## INFORMATION SHOWN
....

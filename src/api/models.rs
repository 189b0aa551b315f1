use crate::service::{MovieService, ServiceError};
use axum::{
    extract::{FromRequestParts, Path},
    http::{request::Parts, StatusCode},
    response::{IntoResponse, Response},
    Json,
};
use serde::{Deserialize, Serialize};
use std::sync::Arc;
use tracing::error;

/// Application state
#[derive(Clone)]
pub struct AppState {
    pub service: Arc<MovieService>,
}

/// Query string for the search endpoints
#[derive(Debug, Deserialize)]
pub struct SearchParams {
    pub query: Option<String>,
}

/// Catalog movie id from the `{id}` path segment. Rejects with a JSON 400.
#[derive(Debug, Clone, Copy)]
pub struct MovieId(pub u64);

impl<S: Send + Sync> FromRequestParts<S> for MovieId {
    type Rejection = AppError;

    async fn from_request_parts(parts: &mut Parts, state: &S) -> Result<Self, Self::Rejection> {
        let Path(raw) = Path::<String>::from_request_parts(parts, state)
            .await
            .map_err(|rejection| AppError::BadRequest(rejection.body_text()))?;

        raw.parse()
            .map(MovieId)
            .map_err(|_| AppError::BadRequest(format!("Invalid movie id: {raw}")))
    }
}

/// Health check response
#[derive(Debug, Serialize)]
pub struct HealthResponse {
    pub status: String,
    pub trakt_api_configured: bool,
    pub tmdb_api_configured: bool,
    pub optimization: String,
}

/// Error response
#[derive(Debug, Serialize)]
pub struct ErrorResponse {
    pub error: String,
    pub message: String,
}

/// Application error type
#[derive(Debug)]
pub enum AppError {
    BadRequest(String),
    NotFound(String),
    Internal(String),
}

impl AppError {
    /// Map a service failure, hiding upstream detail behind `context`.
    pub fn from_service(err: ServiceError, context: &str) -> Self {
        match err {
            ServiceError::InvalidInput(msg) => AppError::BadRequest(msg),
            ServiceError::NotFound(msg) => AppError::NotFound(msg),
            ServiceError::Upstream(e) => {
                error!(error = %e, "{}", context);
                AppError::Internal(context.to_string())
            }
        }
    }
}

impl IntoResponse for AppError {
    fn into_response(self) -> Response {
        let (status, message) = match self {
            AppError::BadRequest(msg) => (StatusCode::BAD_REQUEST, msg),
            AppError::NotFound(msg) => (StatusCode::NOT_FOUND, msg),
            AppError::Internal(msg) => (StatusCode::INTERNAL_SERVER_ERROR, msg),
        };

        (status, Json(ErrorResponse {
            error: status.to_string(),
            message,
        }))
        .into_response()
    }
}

....

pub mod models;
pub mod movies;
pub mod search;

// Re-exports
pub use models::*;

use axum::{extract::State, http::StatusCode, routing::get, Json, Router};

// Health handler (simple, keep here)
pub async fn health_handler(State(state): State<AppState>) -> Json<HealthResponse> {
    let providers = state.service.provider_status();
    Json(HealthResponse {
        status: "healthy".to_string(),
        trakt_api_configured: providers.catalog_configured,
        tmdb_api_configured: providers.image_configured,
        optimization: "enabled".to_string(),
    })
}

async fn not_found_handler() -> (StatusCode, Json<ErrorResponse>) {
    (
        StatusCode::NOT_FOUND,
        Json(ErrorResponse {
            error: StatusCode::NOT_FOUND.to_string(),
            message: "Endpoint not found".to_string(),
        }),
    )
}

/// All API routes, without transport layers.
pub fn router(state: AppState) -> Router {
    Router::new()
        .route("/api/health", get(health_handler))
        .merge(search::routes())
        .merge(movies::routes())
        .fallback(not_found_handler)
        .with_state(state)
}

....

## YOUR TASK
Take every line above that includes the string "NotFound" and return it.

## RESPONSE BOX
    NotFound(String),
            ServiceError::NotFound(msg) => AppError::NotFound(msg),
            AppError::NotFound(msg) => (StatusCode::NOT_FOUND, msg),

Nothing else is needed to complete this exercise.